> INSTRUCTIONS FOR THE TASK
Among the entries below, find each line with "bool" and show it.

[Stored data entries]
= = = = = = =

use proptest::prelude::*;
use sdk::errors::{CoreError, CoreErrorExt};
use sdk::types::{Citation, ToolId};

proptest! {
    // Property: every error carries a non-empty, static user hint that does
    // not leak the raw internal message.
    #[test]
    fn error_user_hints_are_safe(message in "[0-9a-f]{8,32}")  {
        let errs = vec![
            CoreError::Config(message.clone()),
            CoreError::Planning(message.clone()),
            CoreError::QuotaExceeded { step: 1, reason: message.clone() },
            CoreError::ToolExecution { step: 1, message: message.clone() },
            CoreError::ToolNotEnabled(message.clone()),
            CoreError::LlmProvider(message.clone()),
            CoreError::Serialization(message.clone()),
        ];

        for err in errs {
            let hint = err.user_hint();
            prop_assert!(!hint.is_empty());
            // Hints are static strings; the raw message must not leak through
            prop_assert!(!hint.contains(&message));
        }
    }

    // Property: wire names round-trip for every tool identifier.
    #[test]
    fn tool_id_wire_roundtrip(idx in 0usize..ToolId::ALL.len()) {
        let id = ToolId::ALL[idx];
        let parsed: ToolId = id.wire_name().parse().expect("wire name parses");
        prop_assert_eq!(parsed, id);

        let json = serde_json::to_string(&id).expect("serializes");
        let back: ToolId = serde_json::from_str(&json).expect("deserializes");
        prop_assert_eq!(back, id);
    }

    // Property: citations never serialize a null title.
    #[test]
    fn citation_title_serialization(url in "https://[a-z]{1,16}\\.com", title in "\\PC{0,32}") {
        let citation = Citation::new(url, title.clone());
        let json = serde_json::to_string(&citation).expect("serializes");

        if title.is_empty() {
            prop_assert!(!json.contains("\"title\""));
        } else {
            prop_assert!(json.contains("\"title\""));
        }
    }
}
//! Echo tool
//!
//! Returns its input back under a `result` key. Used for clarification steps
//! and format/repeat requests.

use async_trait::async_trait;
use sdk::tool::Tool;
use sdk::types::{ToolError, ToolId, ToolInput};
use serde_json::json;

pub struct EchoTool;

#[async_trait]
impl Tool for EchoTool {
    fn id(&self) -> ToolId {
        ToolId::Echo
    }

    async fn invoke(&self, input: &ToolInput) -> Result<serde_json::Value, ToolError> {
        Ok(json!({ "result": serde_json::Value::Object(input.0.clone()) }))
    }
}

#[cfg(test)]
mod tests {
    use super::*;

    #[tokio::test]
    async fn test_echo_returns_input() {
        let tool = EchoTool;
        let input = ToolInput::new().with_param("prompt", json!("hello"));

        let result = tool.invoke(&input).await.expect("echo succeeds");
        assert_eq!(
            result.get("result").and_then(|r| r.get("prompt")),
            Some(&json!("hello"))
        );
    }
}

= = = = = = =

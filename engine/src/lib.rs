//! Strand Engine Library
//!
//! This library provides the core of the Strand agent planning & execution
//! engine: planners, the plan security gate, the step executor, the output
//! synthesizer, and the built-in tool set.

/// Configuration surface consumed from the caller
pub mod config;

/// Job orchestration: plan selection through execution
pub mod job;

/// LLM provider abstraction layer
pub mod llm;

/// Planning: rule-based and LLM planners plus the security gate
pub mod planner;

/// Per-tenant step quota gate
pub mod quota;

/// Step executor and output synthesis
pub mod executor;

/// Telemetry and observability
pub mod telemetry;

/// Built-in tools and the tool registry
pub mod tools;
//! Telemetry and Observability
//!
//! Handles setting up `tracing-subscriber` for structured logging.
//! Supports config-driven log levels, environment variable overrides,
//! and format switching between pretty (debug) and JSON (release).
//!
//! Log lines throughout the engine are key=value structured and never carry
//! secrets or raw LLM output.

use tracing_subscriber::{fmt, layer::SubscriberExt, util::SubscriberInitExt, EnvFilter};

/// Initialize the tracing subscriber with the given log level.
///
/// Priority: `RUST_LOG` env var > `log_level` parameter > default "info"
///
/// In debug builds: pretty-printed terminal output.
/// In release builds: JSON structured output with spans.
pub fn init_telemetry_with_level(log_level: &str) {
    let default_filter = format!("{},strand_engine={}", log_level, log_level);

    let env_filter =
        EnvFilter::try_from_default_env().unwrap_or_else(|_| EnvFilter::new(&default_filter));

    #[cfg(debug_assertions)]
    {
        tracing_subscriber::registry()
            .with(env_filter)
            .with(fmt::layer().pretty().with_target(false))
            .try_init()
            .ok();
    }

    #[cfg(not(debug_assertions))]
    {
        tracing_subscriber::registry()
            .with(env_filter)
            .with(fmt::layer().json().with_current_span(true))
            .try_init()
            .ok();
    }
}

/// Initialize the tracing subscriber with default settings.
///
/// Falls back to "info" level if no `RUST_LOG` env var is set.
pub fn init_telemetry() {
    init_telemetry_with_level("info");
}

= = = = = = =

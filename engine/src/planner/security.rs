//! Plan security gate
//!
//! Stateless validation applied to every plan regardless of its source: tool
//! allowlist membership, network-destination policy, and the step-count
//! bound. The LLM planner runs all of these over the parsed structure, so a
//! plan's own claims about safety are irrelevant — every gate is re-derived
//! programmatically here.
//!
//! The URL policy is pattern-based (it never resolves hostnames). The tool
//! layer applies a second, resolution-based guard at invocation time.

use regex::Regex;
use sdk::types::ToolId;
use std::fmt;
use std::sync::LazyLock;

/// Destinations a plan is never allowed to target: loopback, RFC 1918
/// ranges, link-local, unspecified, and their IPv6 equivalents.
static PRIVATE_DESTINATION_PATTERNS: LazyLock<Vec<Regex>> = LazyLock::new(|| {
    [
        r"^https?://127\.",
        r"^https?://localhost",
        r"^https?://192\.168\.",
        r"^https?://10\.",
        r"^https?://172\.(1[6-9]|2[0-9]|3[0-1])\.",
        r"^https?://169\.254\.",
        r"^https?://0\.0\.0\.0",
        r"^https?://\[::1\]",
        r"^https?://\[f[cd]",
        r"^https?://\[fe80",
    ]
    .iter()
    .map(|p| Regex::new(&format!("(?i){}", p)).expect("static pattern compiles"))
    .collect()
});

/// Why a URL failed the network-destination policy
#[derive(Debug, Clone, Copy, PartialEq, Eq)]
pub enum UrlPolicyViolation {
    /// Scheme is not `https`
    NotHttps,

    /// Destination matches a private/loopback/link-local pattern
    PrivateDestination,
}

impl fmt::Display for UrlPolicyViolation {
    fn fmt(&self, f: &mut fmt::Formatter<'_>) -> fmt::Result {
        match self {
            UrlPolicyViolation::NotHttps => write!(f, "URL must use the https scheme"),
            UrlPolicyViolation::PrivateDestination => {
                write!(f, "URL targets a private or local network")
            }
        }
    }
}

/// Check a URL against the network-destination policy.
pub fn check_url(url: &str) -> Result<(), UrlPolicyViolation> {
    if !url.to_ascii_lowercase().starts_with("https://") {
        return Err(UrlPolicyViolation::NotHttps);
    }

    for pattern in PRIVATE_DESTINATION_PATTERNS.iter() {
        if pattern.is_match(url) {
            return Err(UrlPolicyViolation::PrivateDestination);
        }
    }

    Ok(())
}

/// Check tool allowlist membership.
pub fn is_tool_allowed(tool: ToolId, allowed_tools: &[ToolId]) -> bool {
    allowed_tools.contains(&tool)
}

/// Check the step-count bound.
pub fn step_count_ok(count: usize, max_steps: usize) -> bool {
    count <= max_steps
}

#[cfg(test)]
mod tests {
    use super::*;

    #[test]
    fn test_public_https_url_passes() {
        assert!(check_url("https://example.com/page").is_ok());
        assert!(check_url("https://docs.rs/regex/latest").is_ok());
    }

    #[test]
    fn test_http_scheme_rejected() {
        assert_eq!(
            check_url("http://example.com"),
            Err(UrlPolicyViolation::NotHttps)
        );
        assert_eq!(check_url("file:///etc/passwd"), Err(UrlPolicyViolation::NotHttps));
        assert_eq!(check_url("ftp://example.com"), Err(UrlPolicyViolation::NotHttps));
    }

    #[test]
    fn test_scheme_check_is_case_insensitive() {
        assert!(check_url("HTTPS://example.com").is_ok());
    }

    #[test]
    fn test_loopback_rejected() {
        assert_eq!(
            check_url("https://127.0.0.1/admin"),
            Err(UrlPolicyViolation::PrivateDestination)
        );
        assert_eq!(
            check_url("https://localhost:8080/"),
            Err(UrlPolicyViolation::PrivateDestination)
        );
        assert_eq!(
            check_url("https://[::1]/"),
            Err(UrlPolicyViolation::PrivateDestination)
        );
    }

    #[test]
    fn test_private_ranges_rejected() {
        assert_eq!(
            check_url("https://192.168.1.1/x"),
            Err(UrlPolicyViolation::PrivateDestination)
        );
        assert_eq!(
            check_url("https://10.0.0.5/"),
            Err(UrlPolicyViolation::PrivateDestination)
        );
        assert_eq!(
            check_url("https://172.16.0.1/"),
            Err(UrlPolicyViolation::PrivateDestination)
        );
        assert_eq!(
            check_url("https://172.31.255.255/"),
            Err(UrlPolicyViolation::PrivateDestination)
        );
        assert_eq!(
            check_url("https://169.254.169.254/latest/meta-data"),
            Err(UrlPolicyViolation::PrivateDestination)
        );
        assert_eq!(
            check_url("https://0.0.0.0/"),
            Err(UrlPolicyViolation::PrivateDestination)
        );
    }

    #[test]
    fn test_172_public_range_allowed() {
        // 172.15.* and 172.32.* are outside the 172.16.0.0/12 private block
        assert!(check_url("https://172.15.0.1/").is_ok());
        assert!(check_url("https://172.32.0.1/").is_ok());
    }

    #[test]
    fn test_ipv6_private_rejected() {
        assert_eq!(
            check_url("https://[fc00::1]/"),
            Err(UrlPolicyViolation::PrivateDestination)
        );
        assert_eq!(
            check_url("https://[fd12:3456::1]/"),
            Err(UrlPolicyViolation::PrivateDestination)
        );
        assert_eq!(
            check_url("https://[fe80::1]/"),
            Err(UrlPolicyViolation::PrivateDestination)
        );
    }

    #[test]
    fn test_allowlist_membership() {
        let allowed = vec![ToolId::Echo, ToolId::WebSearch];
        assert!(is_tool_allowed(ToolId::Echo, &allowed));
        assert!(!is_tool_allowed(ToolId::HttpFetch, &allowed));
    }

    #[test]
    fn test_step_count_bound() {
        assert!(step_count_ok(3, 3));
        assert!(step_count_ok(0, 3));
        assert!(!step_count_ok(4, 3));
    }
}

= = = = = = =

> RESPONSE TO THE TASK
pub fn is_tool_allowed(tool: ToolId, allowed_tools: &[ToolId]) -> bool {
pub fn step_count_ok(count: usize, max_steps: usize) -> bool {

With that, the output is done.